The public prosecutor appealed the case before the Paris appeal Court which, without surprise, reversed the Tribunal judgement and fined the Companies and their director between 40 and €75.000 each.
II. Take aways
First, the Court of appeal reminds that the determining factor in assessing the submission of a company to the anti-gift law is the fact a company provides services, produces or commercializes products reimbursed by FSS, even if the product is a MD and if only one products is reimbursed by FSS. Furthermore, it is not necessary that the product itself is reimbursed. It is sufficient that it is prescribed as part of a therapeutic act which is reimbursed, as long as “products are a direct component of the care”.
In contrast, the Court excludes “accessories and tools enabling the performance of the care” as being part of the reimbursed care. In practice, the borderline is therefore very difficult to draw and a cautious approach would be for companies supplying medical equipment to hospitals to comply with the anti-gift law, all the more that the distinction between reimbursed products and not reimbursed products will soon no longer apply (as of 1st July 2018 or before).
Second, the Court reminds that direct or indirect benefits in cash or in kind “are to be broadly understood, and include for instance diverse gifts and liberalities, support of travel expenses, free provision of equipment […]”, the sole limit being negligible value in relation with the medical art and normal professional relationships. In the case at stake, the Court dismissed without surprise the argument.
The Court namely provides an interpretation of what is to be considered a prohibited gift as opposed to rebates that could have been granted as part of normal professional relationship: “whatever its calculation method, rebates constitute a commercial benefit granted to the dental practice as they reduce a purchase price immediately or with postponement; in contrast, the gift does not have this function and is only provided to a person (dentist, assistant) and has no consequence on the account of the professional structure”.
Ancillary to the loyalty program, the Court also sanctioned the deficient invoicing system put in place by the Companies in order to hide the loyalty program.

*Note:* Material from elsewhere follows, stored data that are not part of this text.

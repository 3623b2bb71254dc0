//! # Archive Transport Seam
//!
//! The reconciler fetches authoritative copies of staged payloads from a
//! file-retrieval service. The service is reached through two traits so the
//! FTP implementation can be swapped for an in-memory one in tests:
//! an `ArchiveConnector` opens authenticated `ArchiveSession`s.

use std::collections::HashMap;
use std::sync::{Arc, Mutex};

use thiserror::Error;

/// Failures talking to the archive service.
#[derive(Debug, Error, Clone, PartialEq, Eq)]
pub enum ArchiveError {
    /// The service could not be reached.
    #[error("Archive connection failed: {0}")]
    Connection(String),

    /// The service rejected the credentials.
    #[error("Archive authentication failed: {0}")]
    Authentication(String),

    /// A single artifact could not be retrieved.
    #[error("Failed to retrieve '{name}': {reason}")]
    Retrieval {
        /// Remote file name.
        name: String,
        /// Underlying failure.
        reason: String,
    },

    /// Closing the session failed.
    #[error("Archive disconnect failed: {0}")]
    Disconnect(String),
}

/// Opens authenticated sessions against the archive.
pub trait ArchiveConnector: Send + Sync {
    /// Connects and logs in.
    fn connect(&self) -> Result<Box<dyn ArchiveSession>, ArchiveError>;
}

impl<T: ArchiveConnector + ?Sized> ArchiveConnector for Arc<T> {
    fn connect(&self) -> Result<Box<dyn ArchiveSession>, ArchiveError> {
        (**self).connect()
    }
}

/// An open, authenticated archive session.
pub trait ArchiveSession: Send {
    /// Downloads the remote file `name` in full.
    fn retrieve(&mut self, name: &str) -> Result<Vec<u8>, ArchiveError>;

    /// Ends the session.
    fn quit(self: Box<Self>) -> Result<(), ArchiveError>;
}

#[derive(Debug, Default)]
struct MemoryArchiveState {
    files: HashMap<String, Vec<u8>>,
    reject_login: bool,
    logins: usize,
    retrievals: Vec<String>,
    open_sessions: usize,
}

/// In-memory archive. Clones share the same state, so a test can keep one
/// handle for inspection while the reconciler owns another.
#[derive(Debug, Clone, Default)]
pub struct MemoryArchive {
    state: Arc<Mutex<MemoryArchiveState>>,
}

impl MemoryArchive {
    /// Creates an empty archive that accepts logins.
    pub fn new() -> Self {
        Self::default()
    }

    /// Publishes `contents` under `name`.
    pub fn insert(&self, name: &str, contents: impl Into<Vec<u8>>) {
        self.lock().files.insert(name.to_string(), contents.into());
    }

    /// Makes every subsequent login fail with `ArchiveError::Authentication`.
    pub fn reject_logins(&self, reject: bool) {
        self.lock().reject_login = reject;
    }

    /// Number of login attempts seen so far.
    pub fn login_count(&self) -> usize {
        self.lock().logins
    }

    /// Remote names requested so far, in request order.
    pub fn retrievals(&self) -> Vec<String> {
        self.lock().retrievals.clone()
    }

    /// Number of sessions opened but not yet quit.
    pub fn open_sessions(&self) -> usize {
        self.lock().open_sessions
    }

    fn lock(&self) -> std::sync::MutexGuard<'_, MemoryArchiveState> {
        self.state.lock().unwrap_or_else(|poisoned| poisoned.into_inner())
    }
}

impl ArchiveConnector for MemoryArchive {
    fn connect(&self) -> Result<Box<dyn ArchiveSession>, ArchiveError> {
        let mut state = self.lock();
        state.logins += 1;
        if state.reject_login {
            return Err(ArchiveError::Authentication("530 Login incorrect.".to_string()));
        }
        state.open_sessions += 1;
        Ok(Box::new(MemoryArchiveSession {
            archive: self.clone(),
        }))
    }
}

struct MemoryArchiveSession {
    archive: MemoryArchive,
}

impl ArchiveSession for MemoryArchiveSession {
    fn retrieve(&mut self, name: &str) -> Result<Vec<u8>, ArchiveError> {
        let mut state = self.archive.lock();
        state.retrievals.push(name.to_string());
        state
            .files
            .get(name)
            .cloned()
            .ok_or_else(|| ArchiveError::Retrieval {
                name: name.to_string(),
                reason: "550 No such file or directory.".to_string(),
            })
    }

    fn quit(self: Box<Self>) -> Result<(), ArchiveError> {
        let mut state = self.archive.lock();
        state.open_sessions = state.open_sessions.saturating_sub(1);
        Ok(())
    }
}
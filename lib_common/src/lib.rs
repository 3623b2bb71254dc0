//! # lib_common
//!
//! Shared library for the measurement client. The always-on `core` module
//! holds the staging and reconciliation logic; the transport-facing modules
//! are gated behind cargo features so binaries only pull in what they use.

#![forbid(unsafe_code)]
#![warn(rust_2018_idioms, unused_qualifications)]

/// Staging, frame decoding and archive reconciliation.
pub mod core;

/// External backends for the stage (Redis) and the archive (FTP).
#[cfg(feature = "connections")]
pub mod connections;

/// Streaming ingestion of measurement frames.
#[cfg(feature = "ingestors")]
pub mod ingestors;

/// HTTP retrieval utilities.
#[cfg(feature = "retrieve")]
pub mod retrieve;

/// Session orchestration.
#[cfg(feature = "session")]
pub mod session;

pub use crate::core::{
    ArchiveConnector, ArchiveError, ArchiveReconciler, ArchiveSession, FrameError, KeyValueStage,
    MeasurementFrame, MemoryArchive, MemoryStage, Mismatch, ReconcileError, ReconcileReport,
    SessionId, SessionStore, StageError,
};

In this action, only the Companies and their director were prosecuted, not the physicians. One may wonder whether this is due to their role as whistleblower, as otherwise most of the fines in this field were imposed against HCPs.
The Court fined:
- The director to a €75.000 fine;
- GACD to a €75.000 fine;
- Promodentaire to a €40.000 fine
The total amount of the benefits provided by the Companies was superior to €5.300.000 in 2011 and the infringement lasted for at least five years. The fines might therefore not be seen as very dissuasive but the sanction against the Companies and their director should be seen as a clear signal, and we cannot exclude that fines become higher once the reform of the anti-gift law will become effective in July 2018.